BRIEF
Look through the data below for the string "DashboardResponse", and copy every line where it turns up.

DATASET
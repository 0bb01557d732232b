use models_bloodsuite::donor::{DonorRow, UpdateDonorProfileRequest};
use sqlx::PgPool;

/// COALESCE-partial update of a donor's own profile; absent fields keep
/// their stored value. Returns None when the user has no donor row.
#[tracing::instrument(skip(db, update))]
pub async fn update_donor_profile(
    db: &PgPool,
    user_id: i32,
    update: &UpdateDonorProfileRequest,
) -> anyhow::Result<Option<DonorRow>> {
    let blood_type = update.blood_type.map(|blood_type| blood_type.as_str());

    let donor = sqlx::query_as::<_, DonorRow>(
        r#"
        UPDATE donors SET
            blood_type = COALESCE($1, blood_type),
            date_of_birth = COALESCE($2, date_of_birth),
            gender = COALESCE($3, gender),
            weight_kg = COALESCE($4, weight_kg),
            address = COALESCE($5, address),
            district = COALESCE($6, district),
            emergency_contact_name = COALESCE($7, emergency_contact_name),
            emergency_contact_phone = COALESCE($8, emergency_contact_phone),
            updated_at = NOW()
        WHERE user_id = $9
        RETURNING *
        "#,
    )
    .bind(blood_type)
    .bind(update.date_of_birth)
    .bind(&update.gender)
    .bind(update.weight)
    .bind(&update.address)
    .bind(&update.district)
    .bind(&update.emergency_contact_name)
    .bind(&update.emergency_contact_phone)
    .bind(user_id)
    .fetch_optional(db)
    .await?;

    Ok(donor)
}

#[cfg(test)]
mod tests {
    use super::*;
    use models_bloodsuite::BloodType;
    use sqlx::{Pool, Postgres};

    #[sqlx::test(fixtures("../../fixtures/seed.sql"))]
    async fn test_partial_update_keeps_absent_fields(pool: Pool<Postgres>) -> anyhow::Result<()> {
        let update = UpdateDonorProfileRequest {
            weight: Some(72.5),
            gender: Some("male".to_string()),
            ..Default::default()
        };

        let donor = update_donor_profile(&pool, 2, &update).await?.expect("donor row");

        assert_eq!(donor.weight_kg, Some(72.5));
        assert_eq!(donor.gender.as_deref(), Some("male"));
        // untouched fields keep their seeded values
        assert_eq!(donor.blood_type, "O-");
        assert_eq!(donor.district.as_deref(), Some("Maseru"));

        Ok(())
    }

    #[sqlx::test(fixtures("../../fixtures/seed.sql"))]
    async fn test_update_changes_blood_type(pool: Pool<Postgres>) -> anyhow::Result<()> {
        let update = UpdateDonorProfileRequest {
            blood_type: Some(BloodType::AbNegative),
            ..Default::default()
        };

        let donor = update_donor_profile(&pool, 2, &update).await?.expect("donor row");
        assert_eq!(donor.blood_type, "AB-");

        Ok(())
    }

    #[sqlx::test(fixtures("../../fixtures/seed.sql"))]
    async fn test_update_without_donor_row(pool: Pool<Postgres>) -> anyhow::Result<()> {
        // the admin user has no donor profile
        let donor = update_donor_profile(&pool, 1, &UpdateDonorProfileRequest::default()).await?;
        assert!(donor.is_none());

        Ok(())
    }
}
use models_bloodsuite::analytics::{BloodTypeStock, DashboardResponse, DashboardStats};
use sqlx::PgPool;

/// The fixed set of dashboard counters plus per-blood-type stock.
///
/// Each counter is its own query; the numbers are best-effort consistent,
/// never a single snapshot.
#[tracing::instrument(skip(db))]
pub async fn dashboard(db: &PgPool) -> anyhow::Result<DashboardResponse> {
    let total_donors: i64 = sqlx::query_scalar("SELECT COUNT(*) FROM donors")
        .fetch_one(db)
        .await?;

    let total_hospitals: i64 =
        sqlx::query_scalar("SELECT COUNT(*) FROM hospitals WHERE is_verified = TRUE")
            .fetch_one(db)
            .await?;

    let available_units: i64 =
        sqlx::query_scalar("SELECT COUNT(*) FROM blood_inventory WHERE status = 'available'")
            .fetch_one(db)
            .await?;

    let pending_requests: i64 =
        sqlx::query_scalar("SELECT COUNT(*) FROM blood_requests WHERE status = 'pending'")
            .fetch_one(db)
            .await?;

    let urgent_requests: i64 = sqlx::query_scalar(
        "SELECT COUNT(*) FROM blood_requests \
         WHERE status = 'pending' AND urgency IN ('urgent', 'critical')",
    )
    .fetch_one(db)
    .await?;

    let expiring_units: i64 = sqlx::query_scalar(
        "SELECT COUNT(*) FROM blood_inventory \
         WHERE status = 'available' AND expiry_date <= CURRENT_DATE + 7",
    )
    .fetch_one(db)
    .await?;

    let recent_donations: i64 = sqlx::query_scalar(
        "SELECT COUNT(*) FROM donations WHERE donation_date >= CURRENT_DATE - 30",
    )
    .fetch_one(db)
    .await?;

    let blood_type_stock = sqlx::query_as::<_, BloodTypeStock>(
        r#"
        SELECT blood_type,
               COUNT(*) FILTER (WHERE status = 'available') AS available
        FROM blood_inventory
        GROUP BY blood_type
        ORDER BY blood_type
        "#,
    )
    .fetch_all(db)
    .await?;

    Ok(DashboardResponse {
        stats: DashboardStats {
            total_donors,
            total_hospitals,
            available_units,
            pending_requests,
            urgent_requests,
            expiring_units,
            recent_donations,
        },
        blood_type_stock,
    })
}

RESULT OF THIS EXERCISE
use models_bloodsuite::analytics::{BloodTypeStock, DashboardResponse, DashboardStats};
pub async fn dashboard(db: &PgPool) -> anyhow::Result<DashboardResponse> {
    Ok(DashboardResponse {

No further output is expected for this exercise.